Performance Characterization and Optimizations of Traditional ML Applications
Abstract
Even in the era of Deep Learning based methods, traditional machine learning methods with large data sets continue to attract significant attention. However, we find an apparent lack of a detailed performance characterization of these methods in the context of large training datasets. In this thesis, we study the systems behaviour of a number of traditional ML methods as implemented in popular free software libraries/modules to identify critical performance bottlenecks experienced by these applications. The performance characterization study reveals several interesting insights into the performance of these applications.
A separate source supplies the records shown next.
//! # Dispatcher: serialized delivery onto one home thread.
//!
//! [`Dispatcher`] accepts callbacks from any thread and [`HomeLoop`] runs them,
//! one at a time, on the single thread that owns the home state `S`.
//!
//! ## Architecture
//! ```text
//! Producers (any thread):                       Home thread (one):
//!   worker thread 1 ──┐
//!   worker thread 2 ──┼── post(cb) ──► [unbounded mpsc] ──► HomeLoop::run(state)
//!   orchestrator    ──┤                 (global FIFO)          └─► cb(&mut state)
//!   home thread     ──┘
//! ```
//!
//! ## Rules
//! - **Fire-and-forget**: `post()` never blocks and never fails loudly.
//! - **Global FIFO**: callbacks run in the order `post()` calls were accepted,
//!   across all producer threads (one queue, one consumer).
//! - **Serialized**: callbacks never overlap; each runs to completion.
//! - **No inline fast path**: a post from the home thread is queued behind
//!   callbacks that were accepted before it.
//! - **Ownership**: `S` is only reachable as `&mut S` inside a callback, so it
//!   needs no lock.
//!
//! ## Shutdown
//! Cancelling the token passed to [`channel`] (or calling
//! [`Dispatcher::shutdown`]):
//! - rejects subsequent posts (silently for `post`, as
//!   [`DeliveryError::PostAfterShutdown`] for `try_post`);
//! - discards queued callbacks that have not started;
//! - lets the running callback finish; [`HomeLoop::run`] then returns the state.
//!
//! ## Panic handling
//! A panicking callback is caught with `catch_unwind` and logged; the loop moves
//! on to the next callback.
//!
//! **Warning**: `AssertUnwindSafe` is used, so a callback that panics halfway
//! through a mutation can leave `S` partially updated.

use std::any::Any;
use std::fmt;
use std::io;
use std::panic::{self, AssertUnwindSafe};
use std::sync::{Arc, OnceLock};
use std::thread::{self, ThreadId};

use tokio::sync::{mpsc, oneshot};
use tokio_util::sync::CancellationToken;
use tracing::{debug, trace, warn};

use crate::error::DeliveryError;

type Callback<S> = Box<dyn FnOnce(&mut S) + Send + 'static>;

/// State shared by every dispatcher handle and the home loop.
struct Shared {
    /// Home thread identity, set once when the loop starts.
    home: OnceLock<ThreadId>,
    /// Shutdown signal.
    token: CancellationToken,
}

/// Creates a connected dispatcher/home-loop pair.
///
/// The [`Dispatcher`] half is cheap to clone and can be sent to any thread.
/// The [`HomeLoop`] half must be driven on the thread that is meant to own `S`.
pub fn channel<S>(token: CancellationToken) -> (Dispatcher<S>, HomeLoop<S>) {
    let (tx, rx) = mpsc::unbounded_channel();
    let shared = Arc::new(Shared {
        home: OnceLock::new(),
        token,
    });
    (
        Dispatcher {
            tx,
            shared: Arc::clone(&shared),
        },
        HomeLoop { rx, shared },
    )
}

/// Handle used by producers to marshal work onto the home thread.
pub struct Dispatcher<S> {
    tx: mpsc::UnboundedSender<Callback<S>>,
    shared: Arc<Shared>,
}

impl<S> Clone for Dispatcher<S> {
    fn clone(&self) -> Self {
        Self {
            tx: self.tx.clone(),
            shared: Arc::clone(&self.shared),
        }
    }
}

impl<S> fmt::Debug for Dispatcher<S> {
    fn fmt(&self, f: &mut fmt::Formatter<'_>) -> fmt::Result {
        f.debug_struct("Dispatcher")
            .field("home", &self.shared.home.get())
            .field("shut_down", &self.is_shut_down())
            .finish()
    }
}

impl<S> Dispatcher<S> {
    /// Queues `f` for execution on the home thread and returns immediately.
    ///
    /// After shutdown the callback is dropped without notice.
    pub fn post<F>(&self, f: F)
    where
        F: FnOnce(&mut S) + Send + 'static,
    {
        if let Err(e) = self.try_post(f) {
            trace!(reason = e.as_label(), "post dropped");
        }
    }

    /// Queues `f` for execution on the home thread.
    ///
    /// Returns [`DeliveryError::PostAfterShutdown`] if the dispatcher no longer
    /// accepts work.
    pub fn try_post<F>(&self, f: F) -> Result<(), DeliveryError>
    where
        F: FnOnce(&mut S) + Send + 'static,
    {
        if self.shared.token.is_cancelled() {
            return Err(DeliveryError::PostAfterShutdown);
        }
        self.tx
            .send(Box::new(f))
            .map_err(|_| DeliveryError::PostAfterShutdown)
    }

    /// Runs `f` on the home thread and awaits its result.
    ///
    /// Because the queue is FIFO, the result also proves that every callback
    /// posted before this call has finished.
    ///
    /// ### Errors
    /// [`DeliveryError::PostAfterShutdown`] if the dispatcher is shut down, if
    /// shutdown discards the callback before it starts, or if it panics.
    ///
    /// ### Deadlock
    /// Never await this from inside a callback: the home thread would wait on
    /// itself.
    pub async fn invoke<F, R>(&self, f: F) -> Result<R, DeliveryError>
    where
        F: FnOnce(&mut S) -> R + Send + 'static,
        R: Send + 'static,
    {
        let (tx, rx) = oneshot::channel();
        self.try_post(move |state| {
            let _ = tx.send(f(state));
        })?;
        rx.await.map_err(|_| DeliveryError::PostAfterShutdown)
    }

    /// True when the caller must marshal through the dispatcher, i.e. it is
    /// not running on the home thread (or no home thread is bound yet).
    pub fn invoke_required(&self) -> bool {
        self.shared.home.get() != Some(&thread::current().id())
    }

    /// Identity of the bound home thread, if the loop has started.
    pub fn home_thread(&self) -> Option<ThreadId> {
        self.shared.home.get().copied()
    }

    /// Stops accepting posts and discards queued callbacks.
    pub fn shutdown(&self) {
        self.shared.token.cancel();
    }

    /// True once shutdown has been requested.
    pub fn is_shut_down(&self) -> bool {
        self.shared.token.is_cancelled()
    }
}

/// Consumer half of [`channel`]; owns the queue receiver.
pub struct HomeLoop<S> {
    rx: mpsc::UnboundedReceiver<Callback<S>>,
    shared: Arc<Shared>,
}

impl<S> HomeLoop<S> {
    /// Binds the current thread as home and drains the queue until shutdown.
    ///
    /// Returns the state once the loop stops, so the owner can inspect it.
    ///
    /// ### Notes
    /// The future must stay on one OS thread: drive it with `block_on` or a
    /// current-thread runtime. A work-stealing runtime could move it and break
    /// the home-thread binding.
    pub async fn run(mut self, mut state: S) -> S {
        let home = thread::current().id();
        let _ = self.shared.home.set(home);
        debug!(thread = ?home, "home loop bound");

        let token = self.shared.token.clone();
        let mut delivered: u64 = 0;
        loop {
            let callback = tokio::select! {
                biased;
                _ = token.cancelled() => break,
                next = self.rx.recv() => match next {
                    Some(cb) => cb,
                    None => break,
                },
            };

            if let Err(panic_err) = panic::catch_unwind(AssertUnwindSafe(|| callback(&mut state)))
            {
                warn!(
                    info = %panic_message(panic_err.as_ref()),
                    "dispatched callback panicked"
                );
            }
            delivered += 1;
        }

        self.rx.close();
        let mut discarded: u64 = 0;
        while self.rx.try_recv().is_ok() {
            discarded += 1;
        }
        debug!(delivered, discarded, "home loop stopped");
        state
    }

    /// Runs the loop to completion on the current thread.
    ///
    /// Builds a single-threaded tokio runtime, so it must not be called from
    /// inside another runtime.
    pub fn run_blocking(self, state: S) -> io::Result<S> {
        let runtime = tokio::runtime::Builder::new_current_thread().build()?;
        Ok(runtime.block_on(self.run(state)))
    }
}

/// Best-effort extraction of a panic payload message.
pub(crate) fn panic_message(payload: &(dyn Any + Send)) -> String {
    if let Some(msg) = payload.downcast_ref::<&'static str>() {
        (*msg).to_string()
    } else if let Some(msg) = payload.downcast_ref::<String>() {
        msg.clone()
    } else {
        "unknown panic".to_string()
    }
}

#[cfg(test)]
mod tests {
    use super::*;

    use std::sync::atomic::{AtomicUsize, Ordering};
    use std::thread;

    fn start<S: Send + 'static>(state: S) -> (Dispatcher<S>, thread::JoinHandle<S>) {
        let (dispatcher, home) = channel(CancellationToken::new());
        let handle = thread::spawn(move || home.run_blocking(state).expect("runtime"));
        (dispatcher, handle)
    }

    #[tokio::test]
    async fn callbacks_run_in_post_order_on_home_thread() {
        let (dispatcher, handle) = start(Vec::<u32>::new());

        for i in 0..100 {
            dispatcher.post(move |log: &mut Vec<u32>| log.push(i));
        }
        let home = dispatcher
            .invoke(|_: &mut Vec<u32>| thread::current().id())
            .await
            .expect("invoke");

        assert_eq!(dispatcher.home_thread(), Some(home));
        assert_ne!(home, thread::current().id());
        assert!(dispatcher.invoke_required());

        dispatcher.shutdown();
        let log = handle.join().expect("home thread");
        assert_eq!(log, (0..100).collect::<Vec<_>>());
    }

    #[tokio::test]
    async fn concurrent_producers_never_overlap() {
        let in_flight = Arc::new(AtomicUsize::new(0));
        let peak = Arc::new(AtomicUsize::new(0));
        let (dispatcher, handle) = start(0usize);

        let producers: Vec<_> = (0..8)
            .map(|_| {
                let dispatcher = dispatcher.clone();
                let in_flight = Arc::clone(&in_flight);
                let peak = Arc::clone(&peak);
                thread::spawn(move || {
                    for _ in 0..50 {
                        let in_flight = Arc::clone(&in_flight);
                        let peak = Arc::clone(&peak);
                        dispatcher.post(move |count: &mut usize| {
                            let now = in_flight.fetch_add(1, Ordering::SeqCst) + 1;
                            peak.fetch_max(now, Ordering::SeqCst);
                            *count += 1;
                            in_flight.fetch_sub(1, Ordering::SeqCst);
                        });
                    }
                })
            })
            .collect();
        for p in producers {
            p.join().expect("producer");
        }

        let total = dispatcher.invoke(|count: &mut usize| *count).await;
        assert_eq!(total, Ok(400));
        assert_eq!(peak.load(Ordering::SeqCst), 1);

        dispatcher.shutdown();
        handle.join().expect("home thread");
    }

    #[tokio::test]
    async fn per_thread_order_is_preserved() {
        let (dispatcher, handle) = start(Vec::<(usize, usize)>::new());

        let producers: Vec<_> = (0..4)
            .map(|t| {
                let dispatcher = dispatcher.clone();
                thread::spawn(move || {
                    for i in 0..25 {
                        dispatcher.post(move |log: &mut Vec<(usize, usize)>| log.push((t, i)));
                    }
                })
            })
            .collect();
        for p in producers {
            p.join().expect("producer");
        }
        let log = dispatcher
            .invoke(|log: &mut Vec<(usize, usize)>| log.clone())
            .await
            .expect("invoke");

        assert_eq!(log.len(), 100);
        for t in 0..4 {
            let seen: Vec<usize> = log.iter().filter(|(p, _)| *p == t).map(|(_, i)| *i).collect();
            assert_eq!(seen, (0..25).collect::<Vec<_>>(), "producer {t} reordered");
        }

        dispatcher.shutdown();
        handle.join().expect("home thread");
    }

    #[tokio::test]
    async fn post_after_shutdown_is_dropped() {
        let (dispatcher, handle) = start(0u32);
        dispatcher.shutdown();

        dispatcher.post(|n: &mut u32| *n += 1);
        assert_eq!(
            dispatcher.try_post(|n: &mut u32| *n += 1),
            Err(DeliveryError::PostAfterShutdown)
        );
        assert_eq!(
            dispatcher.invoke(|n: &mut u32| *n).await,
            Err(DeliveryError::PostAfterShutdown)
        );
        assert_eq!(handle.join().expect("home thread"), 0);
    }

    #[tokio::test]
    async fn panicking_callback_does_not_stop_the_loop() {
        let (dispatcher, handle) = start(0u32);

        dispatcher.post(|_: &mut u32| panic!("boom"));
        dispatcher.post(|n: &mut u32| *n += 1);
        assert_eq!(dispatcher.invoke(|n: &mut u32| *n).await, Ok(1));

        dispatcher.shutdown();
        assert_eq!(handle.join().expect("home thread"), 1);
    }

    #[test]
    fn queued_callbacks_are_discarded_on_shutdown() {
        let token = CancellationToken::new();
        let (dispatcher, home) = channel::<u32>(token.clone());

        dispatcher.post(|n| *n += 1);
        dispatcher.post(|n| *n += 1);
        token.cancel();

        // The loop starts after cancellation: nothing queued may run.
        let state = home.run_blocking(0).expect("runtime");
        assert_eq!(state, 0);
    }

    #[test]
    fn post_from_home_thread_is_queued_behind_earlier_posts() {
        let (dispatcher, home) = channel::<Vec<&'static str>>(CancellationToken::new());
        let inner = dispatcher.clone();

        dispatcher.post(move |log| {
            log.push(if inner.invoke_required() { "remote" } else { "first" });
            let stopper = inner.clone();
            inner.post(move |log| {
                log.push("nested");
                stopper.shutdown();
            });
        });
        dispatcher.post(|log| log.push("second"));

        let log = home.run_blocking(Vec::new()).expect("runtime");
        assert_eq!(log, vec!["first", "second", "nested"]);
    }

    #[test]
    fn running_callback_completes_when_shutdown_lands_mid_flight() {
        let (dispatcher, handle) = start(Vec::<&'static str>::new());
        let (entered_tx, entered_rx) = std::sync::mpsc::channel();
        let (release_tx, release_rx) = std::sync::mpsc::channel::<()>();

        dispatcher.post(move |log: &mut Vec<&'static str>| {
            log.push("started");
            let _ = entered_tx.send(());
            let _ = release_rx.recv();
            log.push("finished");
        });
        dispatcher.post(|log: &mut Vec<&'static str>| log.push("queued"));

        entered_rx.recv().expect("callback entered");
        dispatcher.shutdown();
        release_tx.send(()).expect("release");

        assert_eq!(
            handle.join().expect("home thread"),
            vec!["started", "finished"]
        );
    }

    #[test]
    fn callback_that_shuts_down_still_runs_to_completion() {
        let (dispatcher, home) = channel::<Vec<&'static str>>(CancellationToken::new());
        let inner = dispatcher.clone();

        dispatcher.post(move |log| {
            inner.shutdown();
            log.push("after shutdown");
        });
        dispatcher.post(|log| log.push("queued"));

        let log = home.run_blocking(Vec::new()).expect("runtime");
        assert_eq!(log, vec!["after shutdown"]);
        assert!(dispatcher.is_shut_down());
    }

    #[test]
    fn panic_message_extracts_strings() {
        let owned: Box<dyn Any + Send> = Box::new(String::from("owned"));
        let borrowed: Box<dyn Any + Send> = Box::new("borrowed");
        let other: Box<dyn Any + Send> = Box::new(7u8);
        assert_eq!(panic_message(owned.as_ref()), "owned");
        assert_eq!(panic_message(borrowed.as_ref()), "borrowed");
        assert_eq!(panic_message(other.as_ref()), "unknown panic");
    }
}
//! Termination trigger for [`FaultMonitor::run`](crate::FaultMonitor::run).
//!
//! On Unix any of `SIGINT`, `SIGTERM` or `SIGQUIT` stops the monitor; `SIGINT`
//! already covers Ctrl-C from a terminal. Elsewhere only Ctrl-C is observed.
//! When registration fails the monitor falls back to its shutdown token.

/// Waits for a termination signal.
///
/// Returns `Err` if the signal handlers cannot be registered.
#[cfg(unix)]
pub async fn wait_for_termination() -> std::io::Result<()> {
    use tokio::signal::unix::{signal, SignalKind};

    let mut sigint = signal(SignalKind::interrupt())?;
    let mut sigterm = signal(SignalKind::terminate())?;
    let mut sigquit = signal(SignalKind::quit())?;

    tokio::select! {
        _ = sigint.recv()  => {},
        _ = sigterm.recv() => {},
        _ = sigquit.recv() => {},
    }
    Ok(())
}

/// Waits for a termination signal.
///
/// Returns `Err` if the Ctrl-C handler cannot be registered.
#[cfg(not(unix))]
pub async fn wait_for_termination() -> std::io::Result<()> {
    tokio::signal::ctrl_c().await
}
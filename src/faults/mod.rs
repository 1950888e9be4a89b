//! Fault aggregation and presentation (home-thread side).
//!
//! ## Contents
//! - [`Severity`] tier derived from a repeat count
//! - [`FaultAggregator`], [`AggregateRecord`], [`LogEntry`] counting and the ordered log
//! - [`FaultPresenter`], [`Surface`], [`Accent`] presentation seam
//! - [`TextSurface`] text/ANSI reference surface
//! - [`FaultConsole`] aggregator + presenter, owned by the home thread

mod aggregator;
mod console;
mod presenter;
mod severity;
mod surface;

pub use aggregator::{AggregateRecord, FaultAggregator, LogEntry};
pub use console::FaultConsole;
pub use presenter::{Accent, FaultPresenter, Surface};
pub use severity::{Severity, ELEVATED_AT};
pub use surface::TextSurface;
We observe that the processor backend is the major bottleneck for our workloads, especially poor cache performance, coupled with a high fraction of CPU stall cycles due to memory latency. We also observed a very poor utilization of execution ports with only a single micro-op or no micro-op being executed for around 45% of the execution time. For the tree-based workloads, the CPU stalls due to badspeculation are also significant with values as high as 25% of CPU cycles. Then we evaluate the performance benefits of applying some well-known optimizations at the levels of caches and the main memory. More specifically, we test the usefulness of optimizations such as (i) software prefetching to improve cache performance and (ii) data layout and computation reordering optimizations to improve locality in DRAM accesses. These optimizations are implemented as modifications to the well-known scikit-learn library, which can be easily leveraged by application programmers. We evaluate the impact of the proposed optimizations using a combination of simulation and execution on a real system. The software prefetching optimization was implemented over ten workloads and it resulted in performance benefits varying from 5.2%- 27% on seven out of the ten ML applications while the data layout and computation reordering methods yielded around 8%- 23% performance improvement on seven out of eight neighbour and tree-based ML applications.